-- Given records --
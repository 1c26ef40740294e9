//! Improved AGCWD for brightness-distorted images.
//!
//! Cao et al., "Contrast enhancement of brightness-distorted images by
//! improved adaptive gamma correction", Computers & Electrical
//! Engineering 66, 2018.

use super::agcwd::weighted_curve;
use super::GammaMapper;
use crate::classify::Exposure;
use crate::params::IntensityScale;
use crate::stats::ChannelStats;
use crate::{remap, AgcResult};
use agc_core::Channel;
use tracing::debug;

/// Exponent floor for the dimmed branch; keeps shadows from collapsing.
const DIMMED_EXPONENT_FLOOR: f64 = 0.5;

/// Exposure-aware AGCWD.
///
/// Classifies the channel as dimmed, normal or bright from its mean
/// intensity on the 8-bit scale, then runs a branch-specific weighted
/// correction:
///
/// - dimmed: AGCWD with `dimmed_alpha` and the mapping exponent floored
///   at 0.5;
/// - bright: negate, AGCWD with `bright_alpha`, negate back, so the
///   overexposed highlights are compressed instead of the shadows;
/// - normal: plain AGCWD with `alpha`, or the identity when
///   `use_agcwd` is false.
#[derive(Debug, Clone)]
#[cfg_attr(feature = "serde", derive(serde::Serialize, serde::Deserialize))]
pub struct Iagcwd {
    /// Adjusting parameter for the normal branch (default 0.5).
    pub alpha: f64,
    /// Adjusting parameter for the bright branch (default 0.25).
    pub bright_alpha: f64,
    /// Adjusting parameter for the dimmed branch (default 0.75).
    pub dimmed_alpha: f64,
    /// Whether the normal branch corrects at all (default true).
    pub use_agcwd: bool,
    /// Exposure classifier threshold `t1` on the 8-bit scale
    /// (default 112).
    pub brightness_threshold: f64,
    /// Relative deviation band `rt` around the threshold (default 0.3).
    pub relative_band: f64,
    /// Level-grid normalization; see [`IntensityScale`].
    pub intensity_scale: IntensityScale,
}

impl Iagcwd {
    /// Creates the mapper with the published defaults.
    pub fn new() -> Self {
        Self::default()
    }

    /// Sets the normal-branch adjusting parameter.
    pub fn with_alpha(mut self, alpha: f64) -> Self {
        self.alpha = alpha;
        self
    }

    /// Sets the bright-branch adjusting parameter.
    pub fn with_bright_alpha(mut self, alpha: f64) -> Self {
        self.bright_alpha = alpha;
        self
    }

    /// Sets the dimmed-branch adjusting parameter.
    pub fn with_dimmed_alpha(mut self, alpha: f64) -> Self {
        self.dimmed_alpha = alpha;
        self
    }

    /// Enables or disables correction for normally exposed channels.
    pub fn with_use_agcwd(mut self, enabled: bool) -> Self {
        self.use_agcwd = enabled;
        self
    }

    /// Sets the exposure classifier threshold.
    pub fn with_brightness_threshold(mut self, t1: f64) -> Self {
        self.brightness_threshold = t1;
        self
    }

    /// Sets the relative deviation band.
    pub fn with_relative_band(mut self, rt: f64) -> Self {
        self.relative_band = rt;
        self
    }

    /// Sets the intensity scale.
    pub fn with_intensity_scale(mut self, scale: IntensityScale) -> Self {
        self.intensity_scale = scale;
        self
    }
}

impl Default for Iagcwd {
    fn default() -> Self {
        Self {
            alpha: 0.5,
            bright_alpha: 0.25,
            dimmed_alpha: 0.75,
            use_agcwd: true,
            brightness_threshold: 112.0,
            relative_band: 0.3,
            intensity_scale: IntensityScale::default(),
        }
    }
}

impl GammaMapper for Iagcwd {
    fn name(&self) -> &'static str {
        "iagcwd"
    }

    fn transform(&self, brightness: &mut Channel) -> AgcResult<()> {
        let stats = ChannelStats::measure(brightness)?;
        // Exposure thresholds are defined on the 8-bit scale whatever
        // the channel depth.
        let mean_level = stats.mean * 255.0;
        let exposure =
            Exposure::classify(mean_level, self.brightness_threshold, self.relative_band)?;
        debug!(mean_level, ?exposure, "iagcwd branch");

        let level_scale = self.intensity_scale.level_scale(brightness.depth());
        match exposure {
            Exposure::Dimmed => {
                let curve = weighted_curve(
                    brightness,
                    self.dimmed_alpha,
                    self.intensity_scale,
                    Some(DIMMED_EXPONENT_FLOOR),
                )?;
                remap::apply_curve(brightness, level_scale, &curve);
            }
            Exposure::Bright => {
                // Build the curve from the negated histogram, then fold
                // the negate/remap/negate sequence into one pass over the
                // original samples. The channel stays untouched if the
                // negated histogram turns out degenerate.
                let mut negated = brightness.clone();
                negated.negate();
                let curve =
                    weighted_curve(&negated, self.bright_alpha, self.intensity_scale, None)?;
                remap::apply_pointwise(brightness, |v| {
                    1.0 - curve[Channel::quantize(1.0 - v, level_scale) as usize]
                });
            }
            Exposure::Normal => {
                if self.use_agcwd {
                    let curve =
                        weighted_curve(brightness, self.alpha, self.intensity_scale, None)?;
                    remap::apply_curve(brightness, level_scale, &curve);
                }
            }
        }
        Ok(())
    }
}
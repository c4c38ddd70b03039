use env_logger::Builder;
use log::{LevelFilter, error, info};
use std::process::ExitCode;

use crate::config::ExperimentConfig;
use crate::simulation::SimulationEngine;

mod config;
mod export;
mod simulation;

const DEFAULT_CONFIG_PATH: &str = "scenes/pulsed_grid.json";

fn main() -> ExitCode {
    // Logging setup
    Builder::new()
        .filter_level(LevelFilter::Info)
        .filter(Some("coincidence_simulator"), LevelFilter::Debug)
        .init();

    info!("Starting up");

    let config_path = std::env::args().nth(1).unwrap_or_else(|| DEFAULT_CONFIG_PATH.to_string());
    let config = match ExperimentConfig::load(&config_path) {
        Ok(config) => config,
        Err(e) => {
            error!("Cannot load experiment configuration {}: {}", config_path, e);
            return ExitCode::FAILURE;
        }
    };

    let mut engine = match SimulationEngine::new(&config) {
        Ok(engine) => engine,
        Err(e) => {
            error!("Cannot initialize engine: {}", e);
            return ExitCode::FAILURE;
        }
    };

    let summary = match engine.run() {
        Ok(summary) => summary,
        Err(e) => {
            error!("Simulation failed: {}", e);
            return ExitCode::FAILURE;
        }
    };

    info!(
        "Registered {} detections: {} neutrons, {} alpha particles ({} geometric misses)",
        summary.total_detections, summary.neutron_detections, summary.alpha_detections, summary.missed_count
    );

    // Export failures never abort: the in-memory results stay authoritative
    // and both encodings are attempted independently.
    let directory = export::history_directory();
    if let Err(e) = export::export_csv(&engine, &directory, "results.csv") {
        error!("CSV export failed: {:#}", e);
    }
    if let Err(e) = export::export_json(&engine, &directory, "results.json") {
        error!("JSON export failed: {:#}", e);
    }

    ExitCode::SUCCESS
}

-- Your goal --
For the listing above, state how many lines contain the word "LevelFilter", with no other words.

-- Task output --
3